* Your assignment *
Please copy every line from the following entries in which the word "wholesale" appears.

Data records

--- --- ---

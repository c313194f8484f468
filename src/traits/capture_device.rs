use crate::models::config::RecorderConfig;
use crate::models::error::RecorderError;

/// An open microphone capture stream.
///
/// The device is owned exclusively by the capture thread for the lifetime
/// of a recording. Resource release happens on drop.
pub trait CaptureDevice: Send {
    /// Device buffer size in bytes for the configured format, from the
    /// platform's minimum-buffer-size query. The capture loop reads one
    /// buffer of this size per iteration.
    fn buffer_size(&self) -> usize;

    /// Block until a buffer of microphone PCM is available and copy it
    /// into `buf`. Returns the number of bytes read; zero means nothing
    /// was captured this cycle and the mix/write step is skipped.
    fn read(&mut self, buf: &mut [u8]) -> usize;

    /// Stop the underlying capture stream.
    fn stop(&mut self);
}

/// Interface for platform-specific microphone backends.
///
/// Implemented outside this crate (AudioRecord on Android, WASAPI on
/// Windows, Core Audio on macOS) and plugged into `RecordingSession`.
pub trait CaptureBackend: Send + Sync {
    /// Open a capture stream at the configured parameters.
    ///
    /// A failure here aborts `start` with `RecorderError::AudioInit` and
    /// leaves the session idle; the caller may retry.
    fn open(&self, config: &RecorderConfig) -> Result<Box<dyn CaptureDevice>, RecorderError>;
}
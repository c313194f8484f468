use std::fs;
use std::path::PathBuf;
use std::sync::atomic::{AtomicBool, Ordering};
use std::sync::Arc;
use std::thread;

use parking_lot::Mutex;

use crate::models::config::{RecorderConfig, StartOptions};
use crate::models::error::RecorderError;
use crate::models::recording_result::{RecordingMetadata, RecordingResult};
use crate::models::state::RecorderState;
use crate::processing::pcm_mixer;
use crate::processing::wav_format;
use crate::registry::remote_sources::{RemoteSourceRegistry, TrackHandle};
use crate::storage::wav_writer::{self, WavFileWriter};
use crate::traits::capture_device::{CaptureBackend, CaptureDevice};
use crate::traits::permissions::PermissionProbe;
use crate::traits::session_delegate::SessionDelegate;

/// Counters for one recording session, reset on each `start`.
#[derive(Debug, Clone, Copy, Default, PartialEq, Eq)]
pub struct SessionStats {
    /// Completed snapshot → mix → append iterations.
    pub mix_cycles: u64,
    /// PCM bytes successfully appended (header excluded).
    pub bytes_written: u64,
    /// Appends that failed and were dropped from the output.
    pub write_errors: u64,
}

/// Internal mutable session state, protected by `parking_lot::Mutex`.
struct SessionState {
    state: RecorderState,
    stats: SessionStats,
}

impl SessionState {
    fn new() -> Self {
        Self {
            state: RecorderState::Idle,
            stats: SessionStats::default(),
        }
    }
}

/// Recording session orchestrator.
///
/// Generic over the microphone backend and permission probe. Owns the
/// registry of remote tracks, the capture thread, and the output writer,
/// and drives the `Idle ↔ Recording` state machine.
///
/// Data flow while recording:
/// ```text
/// [CaptureDevice] → mic buffer ─┐
///                               ├→ [pcm_mixer] → [WavFileWriter]
/// [Registry snapshot] ──────────┘
/// ```
///
/// The session is long-lived and re-enterable: one start/stop cycle at a
/// time, any number of cycles. At most one recording can be active
/// because `start` takes `&mut self` and guards on the state tag.
pub struct RecordingSession<B: CaptureBackend, P: PermissionProbe> {
    backend: B,
    permissions: P,
    config: RecorderConfig,
    registry: Arc<RemoteSourceRegistry>,
    delegate: Option<Arc<dyn SessionDelegate>>,

    session_state: Arc<Mutex<SessionState>>,

    // Capture thread control
    stop_requested: Arc<AtomicBool>,
    capture_handle: Option<thread::JoinHandle<()>>,

    // Output file path for the active cycle
    output_path: Option<PathBuf>,
}
use thiserror::Error;

/// Errors that can occur during recording operations.
///
/// Precondition violations (`AlreadyRecording`, `NotRecording`,
/// `PermissionDenied`) and initialization failures (`AudioInit`) are
/// surfaced immediately and leave the session in `Idle`, ready for
/// another attempt. No variant is fatal to the process.
#[derive(Debug, Error, Clone, PartialEq, Eq)]
pub enum RecorderError {
    #[error("already recording")]
    AlreadyRecording,

    #[error("not recording")]
    NotRecording,

    #[error("microphone permission denied")]
    PermissionDenied,

    #[error("audio capture initialization failed: {0}")]
    AudioInit(String),

    #[error("no output path for the active session")]
    NoOutputPath,

    #[error("storage error: {0}")]
    Storage(String),
}
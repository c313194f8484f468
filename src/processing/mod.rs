pub mod pcm_mixer;
pub mod wav_format;
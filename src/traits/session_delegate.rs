use crate::models::error::RecorderError;
use crate::models::recording_result::RecordingResult;
use crate::models::state::RecorderState;

/// Event delegate for recording session notifications.
///
/// `on_write_error` fires on the capture thread; the others fire on the
/// caller's thread. Implementations should marshal to the UI thread if
/// needed.
pub trait SessionDelegate: Send + Sync {
    /// Called when the session state changes.
    fn on_state_changed(&self, state: &RecorderState);

    /// Called when a write to the output file fails. The capture loop
    /// continues; the corresponding audio interval is dropped.
    fn on_write_error(&self, error: &RecorderError);

    /// Called when a recording stops and the file is finalized.
    fn on_recording_finished(&self, result: &RecordingResult);
}
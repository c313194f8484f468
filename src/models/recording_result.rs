use std::path::PathBuf;

use serde::{Deserialize, Serialize};

use super::config::RecorderConfig;

/// Current sidecar schema version, bumped on incompatible field changes.
pub const METADATA_SCHEMA_VERSION: u32 = 1;

/// Result returned when a recording session stops successfully.
#[derive(Debug, Clone, PartialEq)]
pub struct RecordingResult {
    pub file_path: PathBuf,
    pub duration_secs: f64,
    pub metadata: RecordingMetadata,
    pub checksum: String,
}

/// Metadata stored alongside a recording as a JSON sidecar.
#[derive(Debug, Clone, PartialEq, Serialize, Deserialize)]
pub struct RecordingMetadata {
    pub schema_version: u32,
    pub id: String,
    pub duration_secs: f64,
    pub file_path: String,
    pub checksum: String,
    pub created_at: String,
    pub sample_rate: u32,
    pub channels: u16,
    pub bit_depth: u16,
}

impl RecordingMetadata {
    pub fn new(duration_secs: f64, file_path: &str, checksum: &str, config: &RecorderConfig) -> Self {
        Self {
            schema_version: METADATA_SCHEMA_VERSION,
            id: uuid::Uuid::new_v4().to_string(),
            duration_secs,
            file_path: file_path.to_string(),
            checksum: checksum.to_string(),
            created_at: chrono::Utc::now().to_rfc3339(),
            sample_rate: config.sample_rate,
            channels: config.channels,
            bit_depth: config.bit_depth,
        }
    }
}
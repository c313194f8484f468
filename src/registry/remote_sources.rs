//! Concurrent registry of remote audio tracks.
//!
//! Maps an opaque track handle to the most recently delivered PCM buffer
//! for that track. Each delivery replaces the previous buffer wholesale;
//! there is no queuing, and older buffers are discarded. The capture
//! thread reads via `snapshot`, the host (and the remote delivery
//! mechanism) writes via `register`/`deliver`/`unregister`.

use std::collections::HashMap;
use std::sync::atomic::{AtomicU64, Ordering};
use std::sync::Arc;

use parking_lot::Mutex;

static NEXT_TRACK_ID: AtomicU64 = AtomicU64::new(1);

/// Opaque identity of one remote audio track.
///
/// Compares by identity, never by buffer contents: each call to
/// `allocate` yields a process-unique handle.
#[derive(Debug, Clone, Copy, PartialEq, Eq, Hash)]
pub struct TrackHandle(u64);

impl TrackHandle {
    /// Allocate a fresh, process-unique handle.
    pub fn allocate() -> Self {
        Self(NEXT_TRACK_ID.fetch_add(1, Ordering::Relaxed))
    }

    pub fn id(&self) -> u64 {
        self.0
    }
}

/// Registry of remote tracks and their latest PCM buffers.
///
/// One mutex around a plain map: the correctness requirement is atomic
/// per-key replace, not contention throughput. Buffers are stored as
/// `Arc<Vec<u8>>` so a snapshot clones pointers, never bytes — a mixing
/// pass sees either the old or the new buffer for a track, never a
/// partial one.
#[derive(Debug, Default)]
pub struct RemoteSourceRegistry {
    buffers: Mutex<HashMap<TrackHandle, Arc<Vec<u8>>>>,
}

impl RemoteSourceRegistry {
    pub fn new() -> Self {
        Self::default()
    }

    /// Ensure `handle` has an entry, initially empty.
    ///
    /// Re-registration is idempotent and keeps any buffer already
    /// delivered under the same handle.
    pub fn register(&self, handle: TrackHandle) {
        self.buffers
            .lock()
            .entry(handle)
            .or_insert_with(|| Arc::new(Vec::new()));
    }

    /// Replace the buffer for `handle` with `pcm_bytes`.
    ///
    /// Delivery for a handle that was never registered is not an error;
    /// it implies current existence in the mapping.
    pub fn deliver(&self, handle: TrackHandle, pcm_bytes: Vec<u8>) {
        self.buffers.lock().insert(handle, Arc::new(pcm_bytes));
    }

    /// Remove the entry for `handle` and discard its buffer.
    pub fn unregister(&self, handle: TrackHandle) {
        self.buffers.lock().remove(&handle);
    }

    /// Point-in-time view of all current buffers, for one mixing pass.
    pub fn snapshot(&self) -> Vec<Arc<Vec<u8>>> {
        self.buffers.lock().values().cloned().collect()
    }

    /// Push handle for the external delivery mechanism of one track.
    pub fn sink(self: &Arc<Self>, handle: TrackHandle) -> RemoteSink {
        RemoteSink {
            registry: Arc::clone(self),
            handle,
        }
    }

    pub fn contains(&self, handle: TrackHandle) -> bool {
        self.buffers.lock().contains_key(&handle)
    }

    pub fn len(&self) -> usize {
        self.buffers.lock().len()
    }

    pub fn is_empty(&self) -> bool {
        self.buffers.lock().is_empty()
    }
}

/// Delivery sink for one remote track.
///
/// The remote audio mechanism calls `push` once per decoded frame; each
/// push wholesale-replaces the track's buffer in the registry.
#[derive(Clone)]
pub struct RemoteSink {
    registry: Arc<RemoteSourceRegistry>,
    handle: TrackHandle,
}

impl RemoteSink {
    pub fn push(&self, pcm_bytes: Vec<u8>) {
        self.registry.deliver(self.handle, pcm_bytes);
    }

    pub fn handle(&self) -> TrackHandle {
        self.handle
    }
}
//! Color space conversion utilities
//!
//! Provides the conversions the emotion pipeline relies on:
//! - 8-bit pixels to normalized sRGB points
//! - sRGB to HSB (hue, saturation, brightness) and back
//! - Hex color representation
//!
//! Colors are kept in `f64` from sampling through classification.

use palette::{FromColor, Hsv, Srgb};
use serde::{Deserialize, Serialize};

/// Hue/saturation/brightness view of a color
///
/// Hue is in degrees `[0, 360)`, saturation and brightness in `[0, 1]`.
#[derive(Debug, Clone, Copy, PartialEq, Serialize, Deserialize)]
pub struct Hsb {
    pub hue: f64,
    pub saturation: f64,
    pub brightness: f64,
}

impl Hsb {
    pub fn new(hue: f64, saturation: f64, brightness: f64) -> Self {
        Self {
            hue,
            saturation,
            brightness,
        }
    }
}

/// Convert an sRGB color to its HSB view
///
/// Achromatic colors (r = g = b) get hue 0.
pub fn to_hsb(color: Srgb<f64>) -> Hsb {
    let hsv: Hsv<palette::encoding::Srgb, f64> = Hsv::from_color(color);
    let hue = if hsv.saturation == 0.0 {
        0.0
    } else {
        hsv.hue.into_positive_degrees()
    };
    // Tiny negative angles normalize up to exactly 360
    let hue = if hue >= 360.0 { 0.0 } else { hue };

    Hsb::new(hue, hsv.saturation, hsv.value)
}

/// Convert an HSB color back to sRGB
pub fn hsb_to_srgb(hsb: Hsb) -> Srgb<f64> {
    let hsv: Hsv<palette::encoding::Srgb, f64> = Hsv::new(hsb.hue, hsb.saturation, hsb.brightness);
    Srgb::from_color(hsv)
}

/// Decode an 8-bit RGB pixel into a normalized point
pub fn rgb8_to_point(pixel: [u8; 3]) -> [f64; 3] {
    [
        pixel[0] as f64 / 255.0,
        pixel[1] as f64 / 255.0,
        pixel[2] as f64 / 255.0,
    ]
}

pub fn point_to_srgb(point: [f64; 3]) -> Srgb<f64> {
    Srgb::new(point[0], point[1], point[2])
}

/// Convert sRGB to hexadecimal color string (e.g. "#FF0000")
pub fn srgb_to_hex(srgb: Srgb<f64>) -> String {
    let [r, g, b] = srgb_to_rgb8(srgb);
    format!("#{:02X}{:02X}{:02X}", r, g, b)
}

/// Quantize to 8-bit channels, clamping out-of-range values
pub fn srgb_to_rgb8(srgb: Srgb<f64>) -> [u8; 3] {
    let channel = |c: f64| (c.clamp(0.0, 1.0) * 255.0).round() as u8;
    [channel(srgb.red), channel(srgb.green), channel(srgb.blue)]
}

--- --- ---

* Answer *
//! for that track. Each delivery replaces the previous buffer wholesale;
/// push wholesale-replaces the track's buffer in the registry.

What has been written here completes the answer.